Em uma tórrida tarde do verão de 1970, o Ministro da Fazenda Delfim Netto reuniu os representantes dos setores produtivos no salão nobre do seu Ministério no Rio de Janeiro para propor um “acordo de cavalheiros”: era portador de uma solicitação do Presidente Médici, para que os empresários se comprometessem a envidar esforços para contenção dos seus preços naquele ano, a fim de limitar a inflação que se instalara no país ao teto de 12%.

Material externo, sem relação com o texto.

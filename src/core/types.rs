use std::collections::BTreeMap;

use serde::{Deserialize, Serialize};

pub const MAX_SCENARIOS: usize = 3;
pub const MAX_FUNDS_PER_SCENARIO: usize = 5;
pub const MIN_TIME_HORIZON: u32 = 5;
pub const MAX_TIME_HORIZON: u32 = 30;
pub const MIN_YEARLY_RETURN_PCT: f64 = -100.0;
pub const MAX_YEARLY_RETURN_PCT: f64 = 1_000.0;

/// Percentage rate as a fraction, with negative, NaN and infinite rates read as zero.
pub(crate) fn pct_fraction(pct: f64) -> f64 {
    if pct.is_finite() && pct > 0.0 {
        pct / 100.0
    } else {
        0.0
    }
}

pub(crate) fn finite_or_zero(value: f64) -> f64 {
    if value.is_finite() { value } else { 0.0 }
}

/// Overflowed amounts are pinned to the largest finite value of the same sign.
pub(crate) fn saturate(value: f64) -> f64 {
    if value.is_nan() {
        0.0
    } else {
        value.clamp(f64::MIN, f64::MAX)
    }
}

/// Cost rates of a fund, all in percentage points (0-100).
#[derive(Debug, Clone, Copy, Default, PartialEq, Serialize, Deserialize)]
#[serde(default, rename_all = "camelCase")]
pub struct FundCosts {
    pub entry_fee_pct: f64,
    pub management_fee_pct: f64,
    pub ter_pct: f64,
    pub transaction_cost_pct: f64,
    pub performance_fee_pct: f64,
}

impl FundCosts {
    /// Copy with every negative or non-finite rate replaced by zero.
    pub fn sanitized(self) -> Self {
        let clamp = |pct: f64| if pct.is_finite() { pct.max(0.0) } else { 0.0 };
        Self {
            entry_fee_pct: clamp(self.entry_fee_pct),
            management_fee_pct: clamp(self.management_fee_pct),
            ter_pct: clamp(self.ter_pct),
            transaction_cost_pct: clamp(self.transaction_cost_pct),
            performance_fee_pct: clamp(self.performance_fee_pct),
        }
    }

    pub fn total_pct(&self) -> f64 {
        self.entry_fee_pct
            + self.management_fee_pct
            + self.ter_pct
            + self.transaction_cost_pct
            + self.performance_fee_pct
    }
}

#[derive(Debug, Clone, Copy, PartialEq, Serialize, Deserialize)]
#[serde(rename_all = "camelCase")]
pub struct ExitCostEntry {
    pub year: u32,
    pub exit_fee_pct: f64,
}

/// Sparse year -> exit fee percentage mapping. Years without an entry cost nothing.
#[derive(Debug, Clone, Default, PartialEq, Serialize, Deserialize)]
#[serde(from = "Vec<ExitCostEntry>", into = "Vec<ExitCostEntry>")]
pub struct ExitCostSchedule {
    fees: BTreeMap<u32, f64>,
}

impl ExitCostSchedule {
    pub fn new() -> Self {
        Self::default()
    }

    pub fn with_fee(mut self, year: u32, exit_fee_pct: f64) -> Self {
        self.set(year, exit_fee_pct);
        self
    }

    pub fn set(&mut self, year: u32, exit_fee_pct: f64) {
        self.fees.insert(year, exit_fee_pct);
    }

    pub fn pct_for_year(&self, year: u32) -> f64 {
        self.fees
            .get(&year)
            .copied()
            .filter(|pct| pct.is_finite() && *pct > 0.0)
            .unwrap_or(0.0)
    }

    /// Dense schedule covering `1..=horizon`: existing fees are kept, gaps become 0%
    /// and years past the horizon are dropped.
    pub fn resized(&self, horizon: u32) -> Self {
        let fees = (1..=horizon)
            .map(|year| (year, self.fees.get(&year).copied().unwrap_or(0.0)))
            .collect();
        Self { fees }
    }

    pub fn entries(&self) -> impl Iterator<Item = ExitCostEntry> + '_ {
        self.fees.iter().map(|(&year, &exit_fee_pct)| ExitCostEntry {
            year,
            exit_fee_pct,
        })
    }

    pub fn len(&self) -> usize {
        self.fees.len()
    }

    pub fn is_empty(&self) -> bool {
        self.fees.is_empty()
    }
}

impl From<Vec<ExitCostEntry>> for ExitCostSchedule {
    fn from(entries: Vec<ExitCostEntry>) -> Self {
        let fees = entries
            .into_iter()
            .map(|entry| (entry.year, entry.exit_fee_pct))
            .collect();
        Self { fees }
    }
}

impl From<ExitCostSchedule> for Vec<ExitCostEntry> {
    fn from(schedule: ExitCostSchedule) -> Self {
        schedule.entries().collect()
    }
}

#[derive(Debug, Clone, PartialEq, Serialize, Deserialize)]
#[serde(rename_all = "camelCase")]
pub struct Fund {
    pub id: String,
    pub name: String,
    pub unit_price: f64,
    pub quantity: f64,
    pub yearly_return_pct: f64,
    #[serde(default)]
    pub costs: FundCosts,
    /// Per-fund schedule; when absent the scenario schedule applies.
    #[serde(default, skip_serializing_if = "Option::is_none")]
    pub exit_costs: Option<ExitCostSchedule>,
}

impl Fund {
    pub fn allocation(&self) -> f64 {
        self.unit_price * self.quantity
    }

    pub fn total_cost_pct(&self) -> f64 {
        self.costs.total_pct()
    }
}

#[derive(Debug, Clone, PartialEq, Serialize, Deserialize)]
#[serde(rename_all = "camelCase")]
pub struct TaxSettings {
    pub tax_rate_pct: f64,
    /// Distinct years in ascending order.
    pub realization_years: Vec<u32>,
}

impl Default for TaxSettings {
    fn default() -> Self {
        Self {
            tax_rate_pct: 30.0,
            realization_years: Vec::new(),
        }
    }
}

impl TaxSettings {
    pub fn is_realization_year(&self, year: u32) -> bool {
        self.realization_years.contains(&year)
    }
}

/// Exemption regime applied by the tax engine.
#[derive(Debug, Clone, Copy, PartialEq, Serialize, Deserialize)]
#[serde(rename_all = "camelCase")]
pub struct TaxRules {
    pub base_exemption: f64,
    pub carryover_per_year: f64,
    pub max_carryover: f64,
}

impl Default for TaxRules {
    fn default() -> Self {
        Self {
            base_exemption: 10_000.0,
            carryover_per_year: 1_000.0,
            max_carryover: 5_000.0,
        }
    }
}

#[derive(Debug, Clone, PartialEq, Serialize, Deserialize)]
#[serde(rename_all = "camelCase")]
pub struct Scenario {
    pub id: String,
    pub name: String,
    pub funds: Vec<Fund>,
    #[serde(default)]
    pub exit_costs: ExitCostSchedule,
    #[serde(default)]
    pub tax_settings: TaxSettings,
}

impl Scenario {
    pub fn total_allocated(&self) -> f64 {
        self.funds
            .iter()
            .fold(0.0, |acc, fund| acc + fund.allocation())
    }
}

#[derive(Debug, Clone, PartialEq, Serialize, Deserialize)]
#[serde(rename_all = "camelCase")]
pub struct Simulation {
    /// Only used for allocation summaries; the engine starts from fund allocations.
    pub initial_capital: f64,
    pub time_horizon: u32,
    pub scenarios: Vec<Scenario>,
    #[serde(default)]
    pub tax_rules: TaxRules,
}

#[derive(Debug, Clone, Copy, Default, PartialEq, Serialize)]
#[serde(rename_all = "camelCase")]
pub struct YearlyCosts {
    pub entry_fee: f64,
    pub management_fee: f64,
    pub ter: f64,
    pub transaction_cost: f64,
    pub performance_fee: f64,
    pub total_costs: f64,
}

impl YearlyCosts {
    pub(crate) fn accumulate(&mut self, other: &YearlyCosts) {
        self.entry_fee = saturate(self.entry_fee + other.entry_fee);
        self.management_fee = saturate(self.management_fee + other.management_fee);
        self.ter = saturate(self.ter + other.ter);
        self.transaction_cost = saturate(self.transaction_cost + other.transaction_cost);
        self.performance_fee = saturate(self.performance_fee + other.performance_fee);
        self.total_costs = saturate(self.total_costs + other.total_costs);
    }
}

/// Cost rates echoed back for display; `total` is total costs relative to the start value.
#[derive(Debug, Clone, Copy, Default, PartialEq, Serialize)]
#[serde(rename_all = "camelCase")]
pub struct CostPercentages {
    pub entry_fee: f64,
    pub management_fee: f64,
    pub ter: f64,
    pub transaction_cost: f64,
    pub performance_fee: f64,
    pub total: f64,
}

#[derive(Debug, Clone, PartialEq, Serialize)]
#[serde(rename_all = "camelCase")]
pub struct FundYearResult {
    pub year: u32,
    pub fund_id: String,
    pub fund_name: String,
    pub start_value: f64,
    pub gross_return: f64,
    pub gross_return_pct: f64,
    pub costs: YearlyCosts,
    pub costs_pct: CostPercentages,
    pub end_value_before_costs: f64,
    pub end_value_after_costs: f64,
    pub net_return: f64,
    pub net_return_pct: f64,
    pub exit_cost: f64,
    pub exit_cost_pct: f64,
    pub value_after_exit: f64,
}

#[derive(Debug, Clone, PartialEq, Serialize)]
#[serde(rename_all = "camelCase")]
pub struct ScenarioYearResult {
    pub year: u32,
    pub funds: Vec<FundYearResult>,
    pub total_start_value: f64,
    pub total_gross_return: f64,
    pub total_costs: YearlyCosts,
    pub total_end_value_before_costs: f64,
    pub total_end_value_after_costs: f64,
    pub total_net_return: f64,
    pub cumulative_value: f64,
    pub exit_cost: f64,
    /// Weighted exit fee for display only.
    pub exit_cost_pct: f64,
    pub value_after_exit: f64,
}

#[derive(Debug, Clone, PartialEq, Serialize)]
#[serde(rename_all = "camelCase")]
pub struct ScenarioProjection {
    pub scenario_id: String,
    pub scenario_name: String,
    pub initial_investment: f64,
    pub years: Vec<ScenarioYearResult>,
    pub final_value: f64,
    pub total_return: f64,
    pub total_return_pct: f64,
    pub total_costs_paid: f64,
}

impl ScenarioProjection {
    pub fn year(&self, year: u32) -> Option<&ScenarioYearResult> {
        self.years.iter().find(|y| y.year == year)
    }
}

#[derive(Debug, Clone, Copy, Default, PartialEq, Serialize)]
#[serde(rename_all = "camelCase")]
pub struct ExitValue {
    pub value: f64,
    pub exit_cost: f64,
    pub net_value: f64,
}

#[derive(Debug, Clone, Copy, PartialEq, Serialize)]
#[serde(rename_all = "camelCase")]
pub struct TaxYearResult {
    pub year: u32,
    pub yearly_gain: f64,
    pub cumulative_unrealized_gains: f64,
    pub carryover_exemption: f64,
    pub available_exemption: f64,
    pub is_realization_year: bool,
    pub realized_gains: f64,
    pub taxable_gains: f64,
    pub tax_due: f64,
    pub exemption_used: f64,
}

#[derive(Debug, Clone, Default, PartialEq, Serialize)]
#[serde(rename_all = "camelCase")]
pub struct TaxProjection {
    pub years: Vec<TaxYearResult>,
    pub total_tax_paid: f64,
    pub total_exemption_used: f64,
}

impl TaxProjection {
    pub fn year(&self, year: u32) -> Option<&TaxYearResult> {
        self.years.iter().find(|y| y.year == year)
    }

    /// Tax paid relative to everything realized (exempt part plus taxable part).
    pub fn effective_rate_pct(&self) -> f64 {
        let taxable_realized = self
            .years
            .iter()
            .filter(|y| y.is_realization_year)
            .fold(0.0, |acc, y| acc + y.taxable_gains);
        let base = self.total_exemption_used + taxable_realized;
        if base > 0.0 {
            self.total_tax_paid / base * 100.0
        } else {
            0.0
        }
    }
}

#[derive(Debug, Clone, PartialEq, Serialize)]
#[serde(rename_all = "camelCase")]
pub struct ScenarioOutcome {
    pub projection: ScenarioProjection,
    pub tax: TaxProjection,
}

O instrumento para a consecução desse objetivo era o Conselho Interministerial de Preços, o famoso “CIP”, composto pelos ministérios da Fazenda, Agricultura, Indústria e Comércio e Planejamento e cuja implantação determinou duas importantes mudanças no comportamento do mercado: positivamente, a de introduzir o cálculo de custos na produção brasileira, mas perigosamente, a partir da concessão de reajustes setoriais, a propiciar a instauração de um diálogo permanente entre empresas concorrentes, transformando-as em “inimigos íntimos”.
De fato, na formatação de “custos setoriais” os debates entre empresas concorrentes adentravam particularidades econômicas e financeiras tão detalhadas que traziam sempre o risco de lançar sobre um estudo essencialmente técnico uma desavisada imagem de formação de cartel, conluio de preços ou qualquer coisa do gênero.

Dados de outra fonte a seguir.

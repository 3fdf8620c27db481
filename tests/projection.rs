use fundcast::api::{ProjectPayload, build_simulation, default_cli};
use fundcast::core::{
    ExitCostSchedule, Fund, FundCosts, Scenario, TaxSettings, allocation_summary, exit_value_at,
    project_scenario, project_simulation, project_tax,
};

fn assert_approx_tol(actual: f64, expected: f64, tol: f64) {
    assert!(
        (actual - expected).abs() <= tol,
        "expected {expected}, got {actual}, tolerance {tol}"
    );
}

fn index_fund(id: &str, quantity: f64) -> Fund {
    Fund {
        id: id.to_string(),
        name: format!("Index {id}"),
        unit_price: 100.0,
        quantity,
        yearly_return_pct: 5.0,
        costs: FundCosts::default(),
        exit_costs: None,
    }
}

fn index_scenario(realization_years: Vec<u32>) -> Scenario {
    Scenario {
        id: "index".to_string(),
        name: "Index only".to_string(),
        funds: vec![index_fund("a", 1_000.0)],
        exit_costs: ExitCostSchedule::new().resized(10),
        tax_settings: TaxSettings {
            tax_rate_pct: 30.0,
            realization_years,
        },
    }
}

#[test]
fn ten_year_compounding_with_single_sale() {
    let scenario = index_scenario(vec![10]);
    let projection = project_scenario(&scenario, 10);

    assert_approx_tol(projection.initial_investment, 100_000.0, 1e-9);
    assert_approx_tol(projection.final_value, 162_889.46, 0.01);
    assert_approx_tol(projection.total_return, 62_889.46, 0.01);
    assert_eq!(projection.total_costs_paid, 0.0);

    let tax = project_tax(&projection, &scenario.tax_settings);
    assert_eq!(tax.years.len(), 10);
    assert_eq!(tax.years[8].carryover_exemption, 5_000.0);
    assert_eq!(tax.years[9].available_exemption, 15_000.0);
    assert_approx_tol(tax.years[9].taxable_gains, 47_889.46, 0.01);
    assert_approx_tol(tax.total_tax_paid, 14_366.84, 0.01);
    assert_approx_tol(tax.total_exemption_used, 15_000.0, 1e-9);

    let exit = exit_value_at(&projection, 10);
    assert_eq!(exit.value, projection.final_value);
    assert_eq!(exit.exit_cost, 0.0);
}

#[test]
fn no_sales_means_no_tax_even_with_large_gains() {
    let mut scenario = index_scenario(Vec::new());
    scenario.funds[0].yearly_return_pct = 40.0;
    let projection = project_scenario(&scenario, 10);
    let tax = project_tax(&projection, &scenario.tax_settings);

    assert!(projection.total_return > 1_000_000.0);
    assert_eq!(tax.total_tax_paid, 0.0);
    assert_eq!(tax.total_exemption_used, 0.0);
}

#[test]
fn two_funds_filling_initial_capital_leave_nothing_remaining() {
    let payload = serde_json::from_str::<ProjectPayload>(
        r#"{
          "initialCapital": 80000,
          "scenarios": [{
            "funds": [
              { "id": "eq", "unitPrice": 120, "quantity": 500 },
              { "id": "bd", "unitPrice": 40, "quantity": 500 }
            ]
          }]
        }"#,
    )
    .expect("payload parses");
    let simulation = build_simulation(&default_cli(), payload).expect("valid payload");

    let summary = allocation_summary(&simulation, 0);
    assert_eq!(summary.allocated, 80_000.0);
    assert_eq!(summary.remaining, 0.0);
    assert!(summary.fully_allocated);

    let outcomes = project_simulation(&simulation);
    assert_eq!(outcomes[0].projection.initial_investment, 80_000.0);
    assert_eq!(outcomes[0].projection.years[0].total_start_value, 80_000.0);
}

#[test]
fn repeated_runs_are_identical() {
    let mut scenario = index_scenario(vec![3, 7]);
    scenario.funds.push(Fund {
        costs: FundCosts {
            entry_fee_pct: 2.5,
            management_fee_pct: 0.8,
            ter_pct: 0.3,
            transaction_cost_pct: 0.1,
            performance_fee_pct: 15.0,
        },
        yearly_return_pct: -4.0,
        ..index_fund("b", 300.0)
    });

    let first = project_scenario(&scenario, 10);
    let second = project_scenario(&scenario, 10);
    assert_eq!(first, second);
    assert_eq!(
        project_tax(&first, &scenario.tax_settings),
        project_tax(&second, &scenario.tax_settings)
    );
}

Na “operação Lava-jato” desencadeada pelo Policia Federal na Petrobrás, o novo comportamento empresarial, induzido pelo próprio governo e arraigado pelo tempo aos usos e costumes do mercado, tem sido visto, não só pela polícia mas pelo judiciário, como visceral e inarredavelmente criminoso e assim transmitido à população como um tenebroso exemplo de corrupção, merecedor de punição exemplar.
As notícias diárias sobre sucessivas e intermináveis novas denúncias e prisões expandindo o furor e o âmbito de atuação da equipe da “operação lava-jato” para outras empresas e setores vem recrudescendo a animosidade popular contra empresários porventura envolvidos direta ou remotamente, como se fossem os únicos responsáveis pela corrupção que campeia infrene em nosso país, a ponto do Ministério Público Federal propor a conceituação da corrupção como crime hediondo.
Com esse foco de atenção exclusiva sobre as práticas financeiras e econômicas que possam revelar-se criminosas nesse processo nitidamente empresarial, perde-se de vista o verdadeiro crime hediondo perpetrado pelo acionista controlador da companhia estatal que permitiu e coordenou essas práticas, canalizando os resultados criminosos para partidos políticos de sua conveniência.
Em seus comentários críticos, Sergio Porto, o “Stanislau Ponte Preta”, costumava se socorrer da famosa frase atribuída por uns à Aparício Tonelli, o “Barão de Itararé”, e por outros à Nelson Rodrigues: “Restabeleça-se a moralidade ou locupletemo-nos todos”.
Se tais personagens presenciassem o surrealismo de agora, inspirados em Roberto Jefferson certamente cunhariam outra: “Prenda-se o Brasil, mas não se acuse o governante”.